Glassman speaks on possible renaming of Douglas Hall

Corryn Brock, News Editor

The University Naming Committee has been asked to consider potentially changing the name of Douglas Hall by University President David Glassman.

The committee has met twice in the last ten years to seriously discuss a name change but both times decided to keep the name, but the committee has been asked to make another recommendation following events over the summer.

“This is an issue that has been discussed and evaluated and debated for about a decade now and we’ve had two major university reviews of a potential name change and then during course of the summer there obviously has been a great deal of additional awareness and the whole nation is grappling with the issues of systematic racism and differential social justice and discrimination based on one’s race and while the president’s council was working all summer primarily on COVID-19 return to campus plans, this issue kept coming up for us in our discussions and we felt the time is now to really evaluate it again under the new light, under the current awareness’s that are taking place across our nation,” Glassman said.

The name goes hand-in-hand with Lincoln Hall to commemorate the debate that happened at the Coles County Fairgrounds Sept. 18, 1858.

Glassman said the original idea of the names of the halls were meant the commemorate the debate and Lincoln’s connection to the local area, not Douglas or his personal beliefs.

“The name of Douglas Hall was never intended to commemorate him and his racist ideologies, it was always to commemorate a really seminal, important historical debate that took place just two miles away from our campus,” Glassman said.

However, Glassman said this time he is asking the committee to shift the way the address the issue, so they focus more on the university’s principles rather than the debate itself.

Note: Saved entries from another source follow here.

//! Reconciler error types

use std::fmt;
use std::path::PathBuf;
use std::sync::Arc;

/// One of the two independent pieces of knowledge a reconciler waits for
#[derive(Debug, Clone, Copy, PartialEq, Eq)]
pub enum Axis {
    /// Local file enumeration
    Local,
    /// Remote listing
    Remote,
}

impl fmt::Display for Axis {
    fn fmt(&self, f: &mut fmt::Formatter<'_>) -> fmt::Result {
        match self {
            Self::Local => f.write_str("local"),
            Self::Remote => f.write_str("remote"),
        }
    }
}

/// Shared collaborator failure, cloneable so every observer sees the same error
pub type SharedError = Arc<dyn std::error::Error + Send + Sync + 'static>;

/// Errors raised by event methods or carried by a rejected [`ActionHandle`]
///
/// [`ActionHandle`]: super::ActionHandle
#[derive(Debug, Clone, thiserror::Error)]
pub enum ReconcileError {
    /// An event arrived for an axis that was already resolved
    #[error("{axis} state of {} is already resolved", path.display())]
    AlreadyResolved {
        /// File the reconciler governs
        path: PathBuf,
        /// Axis that received the extra event
        axis: Axis,
    },

    /// `found_remote` was given an empty hash
    #[error("remote hash for {} must not be empty", path.display())]
    EmptyRemoteHash {
        /// File the reconciler governs
        path: PathBuf,
    },

    /// The local content hash could not be fetched
    #[error("failed to fetch content hash of {}", path.display())]
    HashFetch {
        /// File the reconciler governs
        path: PathBuf,
        /// Error reported by the file utilities
        #[source]
        source: SharedError,
    },

    /// A hash comparison was required outside a Tokio runtime
    #[error("no async runtime available to hash {}", path.display())]
    NoRuntime {
        /// File the reconciler governs
        path: PathBuf,
    },

    /// The resolving side went away without settling
    #[error("reconciliation of {} was abandoned before it settled", path.display())]
    Abandoned {
        /// File the reconciler governs
        path: PathBuf,
    },
}

impl ReconcileError {
    pub(crate) fn hash_fetch(path: PathBuf, err: anyhow::Error) -> Self {
        let source: Box<dyn std::error::Error + Send + Sync + 'static> = err.into();
        Self::HashFetch {
            path,
            source: Arc::from(source),
        }
    }
}
//! Configuration file parsing and management
//!
//! This module handles:
//! - Config file discovery from multiple locations
//! - TOML parsing with serde
//! - Config merging with precedence rules
//! - Validation and error reporting

mod discovery;
mod merge;
mod types;
mod validation;

pub use discovery::{ConfigDiscovery, ConfigFiles};
pub use merge::ConfigMerger;
pub use types::Config;
pub use validation::ConfigValidator;

use std::path::Path;

use crate::error::Result;

/// Configuration manager that coordinates discovery, parsing, merging, and validation
pub struct ConfigManager;

impl ConfigManager {
    /// Load and merge configuration from all sources
    ///
    /// With `no_config` set, no file is read and defaults are returned.
    ///
    /// # Errors
    ///
    /// Returns an error if the CLI config path does not exist, or if config
    /// files are invalid or cannot be read.
    pub fn load(cli_config_path: Option<&Path>, no_config: bool) -> Result<Config> {
        if no_config {
            return Ok(Config::default());
        }

        if let Some(path) = cli_config_path
            && !path.is_file()
        {
            anyhow::bail!("Config file not found: {}", path.display());
        }

        let config_files = ConfigDiscovery::discover(cli_config_path);
        let merged = ConfigMerger::merge(&config_files)?;
        ConfigValidator::validate(&merged)?;

        Ok(merged)
    }
}
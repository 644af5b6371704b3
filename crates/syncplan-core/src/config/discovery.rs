//! Configuration file discovery from multiple locations

use std::path::{Path, PathBuf};

/// Project config file name
pub const PROJECT_CONFIG: &str = ".syncplan.toml";

/// Project-local (uncommitted) config file name
pub const LOCAL_CONFIG: &str = ".syncplan.local.toml";

/// Configuration file locations in order of precedence
#[derive(Debug, Clone, PartialEq, Eq, Default)]
pub struct ConfigFiles {
    /// Config from CLI flag (highest precedence)
    pub cli: Option<PathBuf>,
    /// Project-local config (.syncplan.local.toml)
    pub local: Option<PathBuf>,
    /// Project config (.syncplan.toml)
    pub project: Option<PathBuf>,
    /// Global XDG config
    pub global: Option<PathBuf>,
}

/// Config file discovery
pub struct ConfigDiscovery;

impl ConfigDiscovery {
    /// Discover all available configuration files
    ///
    /// Project files are searched from the current directory upwards.
    #[must_use]
    pub fn discover(cli_path: Option<&Path>) -> ConfigFiles {
        match std::env::current_dir() {
            Ok(cwd) => Self::discover_from(&cwd, cli_path),
            Err(_) => ConfigFiles {
                cli: cli_path.filter(|p| p.is_file()).map(Path::to_path_buf),
                global: Self::find_global_config(),
                ..ConfigFiles::default()
            },
        }
    }

    /// Discover configuration files starting the project search at `start`
    #[must_use]
    pub fn discover_from(start: &Path, cli_path: Option<&Path>) -> ConfigFiles {
        ConfigFiles {
            cli: cli_path.filter(|p| p.is_file()).map(Path::to_path_buf),
            local: Self::find_file(start, LOCAL_CONFIG),
            project: Self::find_file(start, PROJECT_CONFIG),
            global: Self::find_global_config(),
        }
    }

    /// Find a config file in `start` or its parent directories
    fn find_file(start: &Path, name: &str) -> Option<PathBuf> {
        start
            .ancestors()
            .map(|dir| dir.join(name))
            .find(|candidate| candidate.is_file())
    }

    /// Find global config in XDG config directory
    fn find_global_config() -> Option<PathBuf> {
        let global_config = dirs::config_dir()?.join("syncplan").join("config.toml");
        global_config.is_file().then_some(global_config)
    }
}
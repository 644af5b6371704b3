use clap::{Args, Parser, Subcommand, ValueEnum};
use std::path::PathBuf;

/// File Synchronization Planner
///
/// Decide, per file, whether to upload, delete remotely, or do nothing
#[derive(Parser, Debug)]
#[command(name = "syncplan")]
#[command(about, long_about = None, version)]
pub struct Cli {
    /// Enable verbose output
    #[arg(short, long, global = true)]
    pub verbose: bool,

    /// Use specific config file
    #[arg(long, global = true, value_name = "PATH", conflicts_with = "no_config")]
    pub config: Option<PathBuf>,

    /// Ignore all config files
    #[arg(long, global = true, conflicts_with = "config")]
    pub no_config: bool,

    #[command(subcommand)]
    pub command: Commands,
}

#[derive(Subcommand, Debug)]
pub enum Commands {
    /// Plan actions for local files against a remote manifest
    Plan(PlanArgs),

    /// Show the effective configuration
    Config,
}

#[derive(Args, Debug)]
pub struct PlanArgs {
    /// Local files to consider, relative to --root
    #[arg(value_name = "FILE")]
    pub files: Vec<PathBuf>,

    /// Directory the file and manifest paths are relative to
    #[arg(long, value_name = "DIR", default_value = ".")]
    pub root: PathBuf,

    /// Remote manifest (TOML, or JSON with a .json extension)
    #[arg(long, value_name = "PATH")]
    pub remote: Option<PathBuf>,

    /// Output format
    #[arg(long, value_enum, default_value = "text")]
    pub format: OutputFormat,
}

#[derive(Debug, Clone, Copy, ValueEnum)]
pub enum OutputFormat {
    /// Per-file listing and summary
    Text,
    /// Pretty-printed JSON
    Json,
}
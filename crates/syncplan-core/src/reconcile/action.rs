//! Reconciliation outcome

use std::fmt;

use serde::{Deserialize, Serialize};

/// Action a reconciler settles on for its file
#[derive(Debug, Clone, Copy, PartialEq, Eq, Hash, Serialize, Deserialize)]
#[serde(rename_all = "kebab-case")]
pub enum Action {
    /// Remote copy exists, local file does not: remove the remote copy
    Delete,
    /// Local file is new or differs from the remote copy: push it
    Upload,
    /// Nothing to do
    Nothing,
}

impl Action {
    /// Lowercase name of the action
    #[must_use]
    pub const fn as_str(self) -> &'static str {
        match self {
            Self::Delete => "delete",
            Self::Upload => "upload",
            Self::Nothing => "nothing",
        }
    }
}

impl fmt::Display for Action {
    fn fmt(&self, f: &mut fmt::Formatter<'_>) -> fmt::Result {
        f.pad(self.as_str())
    }
}
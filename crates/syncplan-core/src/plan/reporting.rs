//! Plan reporting

use std::fmt::Write;

use super::PlanResult;

/// Plan reporter
pub struct PlanReporter;

impl PlanReporter {
    /// Generate a per-file listing followed by a summary
    #[must_use]
    pub fn generate_summary(result: &PlanResult) -> String {
        let mut output = String::new();

        for entry in &result.entries {
            let _ = writeln!(output, "{:<8} {}", entry.action, entry.path.display());
        }

        output.push_str("\n=== Plan Summary ===\n");
        let _ = writeln!(output, "Upload:   {}", result.uploads());
        let _ = writeln!(output, "Delete:   {}", result.deletes());
        let _ = writeln!(output, "Nothing:  {}", result.unchanged());

        if !result.errors.is_empty() {
            let _ = writeln!(output, "\nErrors ({}):", result.errors.len());
            for error in &result.errors {
                let _ = writeln!(output, "  - {error}");
            }
        }

        if result.is_success() {
            output.push_str("Status: ✓ Success\n");
        } else {
            output.push_str("Status: ✗ Completed with errors\n");
        }

        output
    }
}
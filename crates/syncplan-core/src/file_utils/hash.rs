//! File hashing for content comparison using SHA-256

use std::path::Path;

use anyhow::Context;
use sha2::{Digest, Sha256};
use tokio::fs::File;
use tokio::io::AsyncReadExt;

use crate::error::Result;

/// File hash result
pub type FileHash = [u8; 32];

/// Default read buffer for streaming hashes
pub const DEFAULT_BUFFER_SIZE: usize = 8192;

/// Streaming file hasher
#[derive(Debug, Clone, Copy)]
pub struct FileHasher {
    buffer_size: usize,
}

impl Default for FileHasher {
    fn default() -> Self {
        Self::new(DEFAULT_BUFFER_SIZE)
    }
}

impl FileHasher {
    /// Create a hasher reading `buffer_size` bytes at a time
    #[must_use]
    pub const fn new(buffer_size: usize) -> Self {
        Self { buffer_size }
    }

    /// Compute SHA-256 hash of a file by streaming its contents
    ///
    /// # Errors
    ///
    /// Returns an error if the file cannot be opened or read.
    pub async fn hash(&self, path: &Path) -> Result<FileHash> {
        let mut file = File::open(path)
            .await
            .with_context(|| format!("Failed to open file for hashing: {}", path.display()))?;

        let mut hasher = Sha256::new();
        let mut buffer = vec![0; self.buffer_size.max(1)];

        loop {
            let bytes_read = file
                .read(&mut buffer)
                .await
                .with_context(|| format!("Failed to read file: {}", path.display()))?;

            if bytes_read == 0 {
                break;
            }

            hasher.update(&buffer[..bytes_read]);
        }

        Ok(hasher.finalize().into())
    }

    /// Compute the lowercase hex SHA-256 digest of a file
    ///
    /// # Errors
    ///
    /// Returns an error if the file cannot be opened or read.
    pub async fn hash_hex(&self, path: &Path) -> Result<String> {
        self.hash(path).await.map(hex::encode)
    }
}
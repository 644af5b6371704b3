//! Filesystem-backed [`FileUtils`]

use std::path::Path;

use anyhow::Context;
use futures::FutureExt;
use futures::future::BoxFuture;

use super::FileUtils;
use super::hash::{DEFAULT_BUFFER_SIZE, FileHasher};
use crate::error::Result;

/// [`FileUtils`] over the local filesystem, hashing with SHA-256
#[derive(Debug, Clone, Copy, Default)]
pub struct LocalFileUtils {
    hasher: FileHasher,
}

impl LocalFileUtils {
    /// Create file utilities with the default hash buffer
    #[must_use]
    pub const fn new() -> Self {
        Self::with_buffer_size(DEFAULT_BUFFER_SIZE)
    }

    /// Create file utilities reading `buffer_size` bytes per hash step
    #[must_use]
    pub const fn with_buffer_size(buffer_size: usize) -> Self {
        Self {
            hasher: FileHasher::new(buffer_size),
        }
    }
}

impl FileUtils for LocalFileUtils {
    fn exists(&self, path: &Path) -> BoxFuture<'static, Result<bool>> {
        let path = path.to_path_buf();
        async move {
            tokio::fs::try_exists(&path)
                .await
                .with_context(|| format!("Failed to check existence: {}", path.display()))
        }
        .boxed()
    }

    fn content_hash(&self, path: &Path) -> BoxFuture<'static, Result<String>> {
        let path = path.to_path_buf();
        let hasher = self.hasher;
        async move { hasher.hash_hex(&path).await }.boxed()
    }
}
//! Configuration validation and error reporting

use super::types::Config;
use crate::error::Result;

/// Largest accepted hash read buffer
pub const MAX_HASH_BUFFER_SIZE: usize = 16 * 1024 * 1024;

/// Configuration validator
pub struct ConfigValidator;

impl ConfigValidator {
    /// Validate a configuration
    ///
    /// # Errors
    ///
    /// Returns an error if the configuration is invalid.
    pub fn validate(config: &Config) -> Result<()> {
        if let Some(size) = config.hash_buffer_size
            && !(1..=MAX_HASH_BUFFER_SIZE).contains(&size)
        {
            anyhow::bail!(
                "hash_buffer_size must be between 1 and {MAX_HASH_BUFFER_SIZE} bytes, got {size}"
            );
        }

        if let Some(manifest) = &config.remote_manifest
            && manifest.as_os_str().is_empty()
        {
            anyhow::bail!("remote_manifest cannot be empty");
        }

        Ok(())
    }
}
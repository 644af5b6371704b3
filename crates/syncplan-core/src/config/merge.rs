//! Configuration merging with precedence rules
//!
//! Files are applied from lowest to highest precedence; any field a file sets
//! replaces the value from the files before it. Relative paths inside a file
//! are resolved against that file's directory.

use std::fs;
use std::path::Path;

use anyhow::Context;

use super::discovery::ConfigFiles;
use super::types::Config;
use crate::error::Result;

/// Configuration merger
pub struct ConfigMerger;

impl ConfigMerger {
    /// Merge multiple config files with precedence rules
    ///
    /// Precedence order (highest to lowest):
    /// 1. CLI config
    /// 2. .syncplan.local.toml
    /// 3. .syncplan.toml
    /// 4. Global config
    ///
    /// # Errors
    ///
    /// Returns an error if config files cannot be read or parsed.
    pub fn merge(files: &ConfigFiles) -> Result<Config> {
        let mut merged = Config::default();

        // Lowest to highest
        for path in [&files.global, &files.project, &files.local, &files.cli]
            .into_iter()
            .flatten()
        {
            Self::merge_into(&mut merged, path)?;
        }

        Ok(merged)
    }

    /// Load and merge a single config file into the existing config
    fn merge_into(base: &mut Config, path: &Path) -> Result<()> {
        let content = fs::read_to_string(path)
            .with_context(|| format!("Failed to read config file: {}", path.display()))?;

        let mut config: Config = toml::from_str(&content)
            .with_context(|| format!("Failed to parse config file: {}", path.display()))?;

        if let Some(manifest) = &config.remote_manifest
            && manifest.is_relative()
            && let Some(dir) = path.parent()
        {
            config.remote_manifest = Some(dir.join(manifest));
        }

        Self::apply(base, config);
        Ok(())
    }

    fn apply(base: &mut Config, over: Config) {
        if over.hash_buffer_size.is_some() {
            base.hash_buffer_size = over.hash_buffer_size;
        }
        if over.remote_manifest.is_some() {
            base.remote_manifest = over.remote_manifest;
        }
    }
}
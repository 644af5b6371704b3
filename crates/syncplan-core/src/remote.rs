//! File-backed remote listing
//!
//! Stands in for a remote lister: a manifest mapping relative file paths to
//! the content hash the remote side holds for them.
//!
//! TOML:
//!
//! ```toml
//! [files]
//! "notes/todo.md" = "2cf24dba5fb0a30e26e83b2ac5b9e29e1b161e5c1fa7425e73043362938b9824"
//! ```
//!
//! JSON (`.json` extension): `{"files": {"notes/todo.md": "2cf2..."}}`

use std::collections::BTreeMap;
use std::fs;
use std::path::{Path, PathBuf};

use anyhow::Context;
use serde::{Deserialize, Serialize};

use crate::error::Result;
use crate::path::normalize_relative;

/// Remote content hashes keyed by relative path
#[derive(Debug, Clone, Default, PartialEq, Eq, Serialize, Deserialize)]
#[serde(deny_unknown_fields)]
pub struct RemoteManifest {
    #[serde(default)]
    files: BTreeMap<PathBuf, String>,
}

impl RemoteManifest {
    /// Create an empty manifest
    #[must_use]
    pub fn new() -> Self {
        Self::default()
    }

    /// Load a manifest from TOML, or JSON when the extension is `.json`
    ///
    /// # Errors
    ///
    /// Returns an error if the file cannot be read or parsed, or if an entry
    /// is rejected by [`RemoteManifest::insert`].
    pub fn load(path: &Path) -> Result<Self> {
        let content = fs::read_to_string(path)
            .with_context(|| format!("Failed to read remote manifest: {}", path.display()))?;

        let is_json = path
            .extension()
            .is_some_and(|ext| ext.eq_ignore_ascii_case("json"));

        let manifest: Self = if is_json {
            serde_json::from_str(&content)
                .with_context(|| format!("Failed to parse remote manifest: {}", path.display()))?
        } else {
            toml::from_str(&content)
                .with_context(|| format!("Failed to parse remote manifest: {}", path.display()))?
        };

        let mut normalized = Self::new();
        for (file, hash) in manifest.files {
            normalized
                .insert(&file, hash)
                .with_context(|| format!("Invalid remote manifest: {}", path.display()))?;
        }
        Ok(normalized)
    }

    /// Record `hash` as the remote content hash of `path`
    ///
    /// `path` is normalised relative to the sync root (`./a.txt` is stored
    /// as `a.txt`).
    ///
    /// # Errors
    ///
    /// Returns an error if `hash` is empty, if `path` is absolute or contains
    /// `..`, or if the normalised path is already listed.
    pub fn insert(&mut self, path: impl AsRef<Path>, hash: impl Into<String>) -> Result<()> {
        let path = path.as_ref();
        let hash = hash.into();
        if hash.trim().is_empty() {
            anyhow::bail!("Remote manifest entry {} has an empty hash", path.display());
        }

        let rel = normalize_relative(path)?;
        if self.files.contains_key(&rel) {
            anyhow::bail!("Remote manifest lists {} more than once", rel.display());
        }
        self.files.insert(rel, hash);
        Ok(())
    }

    /// Remote hash of an already normalised `path`, if the remote holds it
    #[must_use]
    pub fn get(&self, path: &Path) -> Option<&str> {
        self.files.get(path).map(String::as_str)
    }

    /// Paths listed by the remote, in order
    pub fn paths(&self) -> impl Iterator<Item = &Path> {
        self.files.keys().map(PathBuf::as_path)
    }

    /// Number of listed files
    #[must_use]
    pub fn len(&self) -> usize {
        self.files.len()
    }

    /// Whether the remote lists no files
    #[must_use]
    pub fn is_empty(&self) -> bool {
        self.files.is_empty()
    }
}
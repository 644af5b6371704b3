//! # syncplan-core
//!
//! Core library for the syncplan file synchronization planner.
//!
//! The heart of the crate is [`FileReconciler`]: a per-file state machine that
//! receives local and remote knowledge in any order and settles exactly one
//! [`Action`] (`upload`, `delete` or `nothing`), hashing the local file only
//! when both sides exist and a comparison is actually required.

#![warn(missing_docs)]
#![warn(clippy::all)]

/// Core error types for the syncplan library
pub mod error {
    /// Result type alias using `anyhow::Error`
    pub type Result<T> = anyhow::Result<T>;
}

/// Configuration file parsing and management
pub mod config;

/// File-utilities collaborator: existence probes and content hashing
pub mod file_utils;

/// Relative path normalisation
pub mod path;

/// Multi-file planning over independent reconcilers
pub mod plan;

/// Per-file reconciliation state machine
pub mod reconcile;

/// File-backed remote listing
pub mod remote;

#[cfg(test)]
pub(crate) mod test_support;

pub use file_utils::{FileUtils, LocalFileUtils};
pub use plan::{PlanReporter, PlanResult, PlanSession, PlannedAction};
pub use config::{Config, ConfigManager};
pub use reconcile::{
    Action, ActionHandle, Axis, DuplicateEventPolicy, FileReconciler, ReconcileError,
};
pub use remote::RemoteManifest;
//! Scripted [`FileUtils`] double for async tests

use std::collections::HashMap;
use std::path::{Path, PathBuf};
use std::sync::{Arc, Mutex};

use futures::FutureExt;
use futures::future::BoxFuture;
use tokio::sync::oneshot;

use crate::error::Result;
use crate::file_utils::FileUtils;

type Reply<T> = oneshot::Sender<Result<T>>;

/// Records every call; tests complete each pending future by hand.
#[derive(Default)]
pub(crate) struct ScriptedFileUtils {
    hash_calls: Mutex<Vec<(PathBuf, Reply<String>)>>,
    hash_call_count: Mutex<usize>,
    exists_call_count: Mutex<usize>,
    present: Mutex<HashMap<PathBuf, bool>>,
}

impl ScriptedFileUtils {
    pub(crate) fn new() -> Arc<Self> {
        Arc::new(Self::default())
    }

    /// Script the answer `exists(path)` gives; unscripted paths fail.
    pub(crate) fn set_exists(&self, path: impl Into<PathBuf>, exists: bool) {
        self.present.lock().unwrap().insert(path.into(), exists);
    }

    pub(crate) fn hash_calls(&self) -> usize {
        *self.hash_call_count.lock().unwrap()
    }

    pub(crate) fn exists_calls(&self) -> usize {
        *self.exists_call_count.lock().unwrap()
    }

    /// Complete the oldest pending `content_hash` call.
    pub(crate) fn resolve_hash(&self, result: Result<String>) {
        let (_, reply) = self.hash_calls.lock().unwrap().remove(0);
        let _ = reply.send(result);
    }

    /// Complete the pending `content_hash` call for `path`.
    pub(crate) fn resolve_hash_for(&self, path: &Path, result: Result<String>) {
        let mut calls = self.hash_calls.lock().unwrap();
        let idx = calls.iter().position(|(p, _)| p == path).unwrap();
        let (_, reply) = calls.remove(idx);
        let _ = reply.send(result);
    }
}

impl FileUtils for ScriptedFileUtils {
    fn exists(&self, path: &Path) -> BoxFuture<'static, Result<bool>> {
        *self.exists_call_count.lock().unwrap() += 1;
        let answer = self.present.lock().unwrap().get(path).copied();
        let path = path.to_path_buf();
        async move {
            answer.ok_or_else(|| anyhow::anyhow!("no scripted answer for {}", path.display()))
        }
        .boxed()
    }

    fn content_hash(&self, path: &Path) -> BoxFuture<'static, Result<String>> {
        *self.hash_call_count.lock().unwrap() += 1;
        let (tx, rx) = oneshot::channel();
        self.hash_calls.lock().unwrap().push((path.to_path_buf(), tx));
        async move {
            rx.await
                .unwrap_or_else(|_| Err(anyhow::anyhow!("hash reply dropped")))
        }
        .boxed()
    }
}
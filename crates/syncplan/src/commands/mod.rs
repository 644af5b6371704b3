pub mod config;
pub mod plan;

pub use config::Config;
pub use plan::Plan;
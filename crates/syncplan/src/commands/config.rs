use anyhow::Context;
use syncplan_core::Config as SyncConfig;

pub struct Config;

impl Config {
    /// Print the merged configuration with defaults filled in
    pub fn execute(config: &SyncConfig) -> anyhow::Result<()> {
        let effective = SyncConfig {
            hash_buffer_size: Some(config.hash_buffer_size()),
            remote_manifest: config.remote_manifest.clone(),
        };

        let rendered =
            toml::to_string_pretty(&effective).context("Failed to serialize configuration")?;
        print!("{rendered}");
        Ok(())
    }
}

“What I am asking the Naming Committee is to look at this from a standpoint of EIU’s mission, our values and our commitment to inclusion and how does that name fit into those type of criteria,” Glassman said. “In the past it was really just weighing the debate and the importance of the debate versus the having the name on a building at EIU and the debate kind of won out because it was so significant and meaningful to Coles County.”

Glassman said the debate has been ongoing throughout the years and is something that has been consistently on his radar.

“The campus debate about the name of Douglas Hall has never ended even during interim periods people still bring it up…even during off times when it’s not a major debate on campus people still reach out and say ‘you know, we should think about this again and really evaluate it,’” Glassman said.

He said he can see validity in both sides of the debate.

“The debate continues on because both sides have valid opinions, valid positions but this time I want it to be evaluated rather by the point of EIU’s mission, our values, our commitment to inclusion and have that as a meaningful part of the discussion instead of just the debate,” Glassman said.

After the announcement that he would be asking the committee to meet once to address the name Glassman said he received several emails for and against a name change.

Glassman said his council has brought up the question of why have the name of someone like Douglas attached to a building at Eastern even if it wasn’t meant to commemorate him, his beliefs or his work.

“In the past it was felt (we should not change the name) because of that debate but today it seems to be different in the minds and hearts of the president’s council and myself,” Glassman said.

If the naming committee decides to recommend a name change any number of names could be suggested to the Board of Trustees for a new name.

The naming committee will reach out to constituencies on campus like students and other campus groups for potential names if the change is made, according to Glassman.

Eastern uses a shared governance model for big change, so the name change consideration must be done by the committee who will make a recommendation to Glassman and then the BOT will make a final decision.

Glassman said he has no name suggestions, but he has heard several, including naming the building after Frederick Douglass.

Changing the name to commemorate Douglass has seen support and opposition.

Some feel the change would be an easy and simple change while others feel that it would be an “easy way out.”

Glassman said he can see how it could be viewed both ways.

“One of the reasons it has been suggested is because the name would remain Douglas Hall with an extra ‘s’ and that would be easy and convenient and no matter when you lived in that hall you can always say you lived in Douglas/s Hall and he is a very worthy person to honor but … I don’t know if we’re looking for just ease and convenience. An incredible statesperson who is deserving of being commemorated he certainly is but I don’t want to do it just because it’s easy and simple,” Glassman said. “If this becomes a naming opportunity for the university I would like wide input for suggestions as to who we would like to honor with commemorating that building in their name.”

Ultimately, Glassman said he doesn’t see the name change being a huge step but rather a first step.

“Changing the name of the building isn’t going to change the culture but there is something symbolic of that so if that helps to develop the dialogue and the discussion a and finding common values and grounds and making progress towards changing a culture to be more inclusion then it’s a good catalyst,” Glassman said.